//! Legacy document migration.
//!
//! Documents written before nested-subtask support carry subtasks without a
//! child-collection field. Per-node migration is shallow and idempotent:
//! it normalizes only the direct children of the node it is handed. The
//! document driver sweeps every root to full depth, takes a backup first,
//! collects per-step outcomes instead of aborting on the first failure,
//! and stamps the document metadata.

use serde::Serialize;

use crate::backup::{self, BackupHandle};
use crate::document::{FEATURE_NESTED_SUBTASKS, SCHEMA_VERSION};
use crate::error::{Error, Result};
use crate::store::Store;
use crate::task::{SubtaskState, Task};

/// A task is legacy when its subtask collection is non-empty and at least
/// one direct child lacks a child-collection field entirely. A
/// migrated-but-childless task is not legacy.
pub fn is_legacy(task: &Task) -> bool {
    let children = task.children();
    !children.is_empty()
        && children
            .iter()
            .any(|child| child.subtask_state() == SubtaskState::Unmigrated)
}

/// Shallow, idempotent migration of one node: every direct child lacking a
/// child collection gets an explicitly empty one. Returns whether anything
/// changed; already-nested input is left untouched.
pub fn migrate_task(task: &mut Task) -> bool {
    let mut changed = false;
    if let Some(children) = task.subtasks.as_mut() {
        for child in children {
            if child.subtasks.is_none() {
                child.subtasks = Some(Vec::new());
                changed = true;
            }
        }
    }
    changed
}

/// True when any node in the subtree still lacks an explicit child
/// collection (the task itself included).
pub fn needs_migration(task: &Task) -> bool {
    task.subtasks.is_none() || task.children().iter().any(needs_migration)
}

/// Full-depth normalization of one root's subtree: migration applied at
/// every level, and the root's own collection made explicit. Duplicate
/// sibling ids are rejected rather than silently migrated.
fn normalize_subtree(task: &mut Task) -> Result<bool> {
    check_sibling_ids(task)?;

    let mut changed = false;
    if task.subtasks.is_none() {
        task.subtasks = Some(Vec::new());
        changed = true;
    }
    changed |= migrate_task(task);
    if let Some(children) = task.subtasks.as_mut() {
        for child in children {
            changed |= normalize_subtree(child)?;
        }
    }
    Ok(changed)
}

fn check_sibling_ids(task: &Task) -> Result<()> {
    let mut seen = std::collections::HashSet::new();
    for child in task.children() {
        if !seen.insert(child.id) {
            return Err(Error::OperationFailed(format!(
                "duplicate sibling id {} under task {}",
                child.id, task.id
            )));
        }
    }
    Ok(())
}

#[derive(Debug, Clone, Copy, PartialEq, Eq, Serialize)]
#[serde(rename_all = "snake_case")]
pub enum StepStatus {
    Applied,
    Failed,
}

/// Outcome of one migration step (one root task).
#[derive(Debug, Clone, Serialize)]
#[serde(rename_all = "camelCase")]
pub struct StepResult {
    pub step: String,
    pub status: StepStatus,
    #[serde(skip_serializing_if = "Option::is_none")]
    pub error: Option<String>,
}

/// Aggregate result of a document migration run.
#[derive(Debug, Clone, Serialize)]
#[serde(rename_all = "camelCase")]
pub struct MigrationReport {
    pub steps: Vec<StepResult>,
    #[serde(skip_serializing_if = "Option::is_none")]
    pub backup: Option<BackupHandle>,
}

impl MigrationReport {
    pub fn applied(&self) -> usize {
        self.steps
            .iter()
            .filter(|step| step.status == StepStatus::Applied)
            .count()
    }

    pub fn failed(&self) -> usize {
        self.steps
            .iter()
            .filter(|step| step.status == StepStatus::Failed)
            .count()
    }
}

/// Document-wide migration driver.
///
/// Loads the document, backs it up before touching anything (a backup
/// failure aborts the run with no mutation), then migrates each legacy
/// root as an independent step. A failing step is recorded and the
/// remaining steps still run. Metadata is stamped once at least one step
/// applied, and the document is saved with whatever subset succeeded.
pub fn run(store: &Store) -> Result<MigrationReport> {
    let mut doc = store.load()?;

    let pending: Vec<u64> = doc
        .tasks
        .iter()
        .filter(|task| needs_migration(task))
        .map(|task| task.id)
        .collect();

    if pending.is_empty() {
        tracing::debug!("document already in nested shape");
        return Ok(MigrationReport {
            steps: Vec::new(),
            backup: None,
        });
    }

    let handle = backup::create(store)?;

    let mut steps = Vec::new();
    for id in pending {
        let step = format!("task {id}");
        let Some(task) = doc.find_task_mut(id) else {
            continue;
        };
        match normalize_subtree(task) {
            Ok(_) => {
                tracing::debug!(step = %step, "migration step applied");
                steps.push(StepResult {
                    step,
                    status: StepStatus::Applied,
                    error: None,
                });
            }
            Err(cause) => {
                let err = Error::MigrationStepFailed {
                    step: step.clone(),
                    cause: cause.to_string(),
                };
                tracing::debug!(step = %step, error = %err, "migration step failed");
                steps.push(StepResult {
                    step,
                    status: StepStatus::Failed,
                    error: Some(err.to_string()),
                });
            }
        }
    }

    let report = MigrationReport {
        steps,
        backup: Some(handle),
    };

    if report.applied() > 0 {
        doc.meta.nested_subtasks_support = true;
        doc.meta.schema_version = SCHEMA_VERSION;
        doc.meta.version = env!("CARGO_PKG_VERSION").to_string();
        doc.meta.last_migration = Some(chrono::Utc::now());
        if !doc
            .meta
            .features
            .iter()
            .any(|feature| feature == FEATURE_NESTED_SUBTASKS)
        {
            doc.meta.features.push(FEATURE_NESTED_SUBTASKS.to_string());
        }
    }

    store.save(&doc)?;
    Ok(report)
}

#[cfg(test)]
mod tests {
    use super::*;
    use crate::task::TaskDraft;

    fn legacy_child(id: u64) -> Task {
        let mut child = Task::from_draft(id, TaskDraft::titled(format!("legacy {id}")));
        child.subtasks = None;
        child
    }

    fn legacy_task(id: u64) -> Task {
        let mut task = Task::from_draft(id, TaskDraft::titled(format!("task {id}")));
        task.children_mut().push(legacy_child(1));
        task.children_mut().push(legacy_child(2));
        task
    }

    #[test]
    fn legacy_detection_distinguishes_childless() {
        assert!(is_legacy(&legacy_task(1)));

        // Migrated but childless: not legacy.
        let empty = Task::from_draft(1, TaskDraft::titled("empty"));
        assert!(!is_legacy(&empty));

        // All children carry explicit collections: not legacy.
        let mut nested = Task::from_draft(1, TaskDraft::titled("nested"));
        nested
            .children_mut()
            .push(Task::from_draft(1, TaskDraft::titled("child")));
        assert!(!is_legacy(&nested));
    }

    #[test]
    fn migrate_task_is_shallow() {
        let mut task = legacy_task(1);
        let mut grandchild_owner = legacy_child(3);
        grandchild_owner.subtasks = Some(vec![legacy_child(1)]);
        task.children_mut().push(grandchild_owner);

        assert!(migrate_task(&mut task));
        assert!(task
            .children()
            .iter()
            .all(|child| child.subtasks.is_some()));
        // Grandchildren are untouched by a single shallow invocation.
        assert!(task.children()[2].children()[0].subtasks.is_none());
    }

    #[test]
    fn migrate_task_is_idempotent() {
        let mut task = legacy_task(1);
        assert!(migrate_task(&mut task));
        let snapshot = serde_json::to_string(&task).unwrap();

        assert!(!migrate_task(&mut task));
        assert_eq!(serde_json::to_string(&task).unwrap(), snapshot);
    }

    #[test]
    fn normalize_subtree_reaches_full_depth() {
        let mut task = legacy_task(1);
        let mut deep = legacy_child(3);
        deep.subtasks = Some(vec![legacy_child(1)]);
        task.children_mut().push(deep);

        assert!(normalize_subtree(&mut task).unwrap());
        assert!(!needs_migration(&task));
        assert!(!normalize_subtree(&mut task).unwrap());
    }

    #[test]
    fn normalize_subtree_rejects_duplicate_sibling_ids() {
        let mut task = Task::from_draft(1, TaskDraft::titled("task"));
        task.children_mut().push(legacy_child(1));
        task.children_mut().push(legacy_child(1));

        assert!(normalize_subtree(&mut task).is_err());
    }

    mod driver {
        use super::*;
        use crate::document::Document;
        use crate::store::Store;
        use tempfile::TempDir;

        fn store_with(doc: &Document) -> (TempDir, Store) {
            let temp = TempDir::new().unwrap();
            let store = Store::open(temp.path().to_path_buf());
            store.init("demo").unwrap();
            store.save(doc).unwrap();
            (temp, store)
        }

        #[test]
        fn no_op_on_nested_document_takes_no_backup() {
            let mut doc = Document::new("demo");
            doc.push_task(Task::from_draft(1, TaskDraft::titled("a")))
                .unwrap();
            let (_temp, store) = store_with(&doc);

            let report = run(&store).unwrap();
            assert!(report.steps.is_empty());
            assert!(report.backup.is_none());
            assert!(backup::list(&store).unwrap().is_empty());
        }

        #[test]
        fn legacy_document_is_migrated_and_stamped() {
            let mut doc = Document::new("demo");
            doc.meta.nested_subtasks_support = false;
            doc.meta.schema_version = 1;
            doc.meta.features.clear();
            doc.push_task(legacy_task(1)).unwrap();
            doc.push_task(Task::from_draft(2, TaskDraft::titled("fine")))
                .unwrap();
            let (_temp, store) = store_with(&doc);

            let report = run(&store).unwrap();
            assert_eq!(report.applied(), 1);
            assert_eq!(report.failed(), 0);
            assert!(report.backup.is_some());

            let migrated = store.load().unwrap();
            assert!(migrated.meta.nested_subtasks_support);
            assert_eq!(migrated.meta.schema_version, SCHEMA_VERSION);
            assert!(migrated.meta.last_migration.is_some());
            assert!(migrated
                .meta
                .features
                .contains(&FEATURE_NESTED_SUBTASKS.to_string()));
            assert!(migrated.tasks.iter().all(|task| !needs_migration(task)));
        }

        #[test]
        fn failed_step_does_not_stop_the_others() {
            let mut doc = Document::new("demo");
            doc.meta.nested_subtasks_support = false;

            let mut broken = Task::from_draft(1, TaskDraft::titled("broken"));
            broken.children_mut().push(legacy_child(1));
            broken.children_mut().push(legacy_child(1));
            doc.push_task(broken).unwrap();
            doc.push_task(legacy_task(2)).unwrap();
            let (_temp, store) = store_with(&doc);

            let report = run(&store).unwrap();
            assert_eq!(report.failed(), 1);
            assert_eq!(report.applied(), 1);
            assert!(report.steps[0].error.as_deref().unwrap().contains("task 1"));

            // The healthy root was still migrated and saved.
            let saved = store.load().unwrap();
            assert!(!needs_migration(saved.find_task(2).unwrap()));
            assert!(needs_migration(saved.find_task(1).unwrap()));
        }

        #[test]
        fn driver_run_is_idempotent() {
            let mut doc = Document::new("demo");
            doc.push_task(legacy_task(1)).unwrap();
            let (_temp, store) = store_with(&doc);

            let first = run(&store).unwrap();
            assert_eq!(first.applied(), 1);
            let before = std::fs::read_to_string(store.tasks_file()).unwrap();

            let second = run(&store).unwrap();
            assert!(second.steps.is_empty());
            let after = std::fs::read_to_string(store.tasks_file()).unwrap();
            assert_eq!(before, after);
        }
    }
}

What to work on: Retype only this range exactly: the first line of the data through the line where "pub fn is_legacy(task: &Task)" appears.

Worked solution:
//! Legacy document migration.
//!
//! Documents written before nested-subtask support carry subtasks without a
//! child-collection field. Per-node migration is shallow and idempotent:
//! it normalizes only the direct children of the node it is handed. The
//! document driver sweeps every root to full depth, takes a backup first,
//! collects per-step outcomes instead of aborting on the first failure,
//! and stamps the document metadata.

use serde::Serialize;

use crate::backup::{self, BackupHandle};
use crate::document::{FEATURE_NESTED_SUBTASKS, SCHEMA_VERSION};
use crate::error::{Error, Result};
use crate::store::Store;
use crate::task::{SubtaskState, Task};

/// A task is legacy when its subtask collection is non-empty and at least
/// one direct child lacks a child-collection field entirely. A
/// migrated-but-childless task is not legacy.
pub fn is_legacy(task: &Task) -> bool {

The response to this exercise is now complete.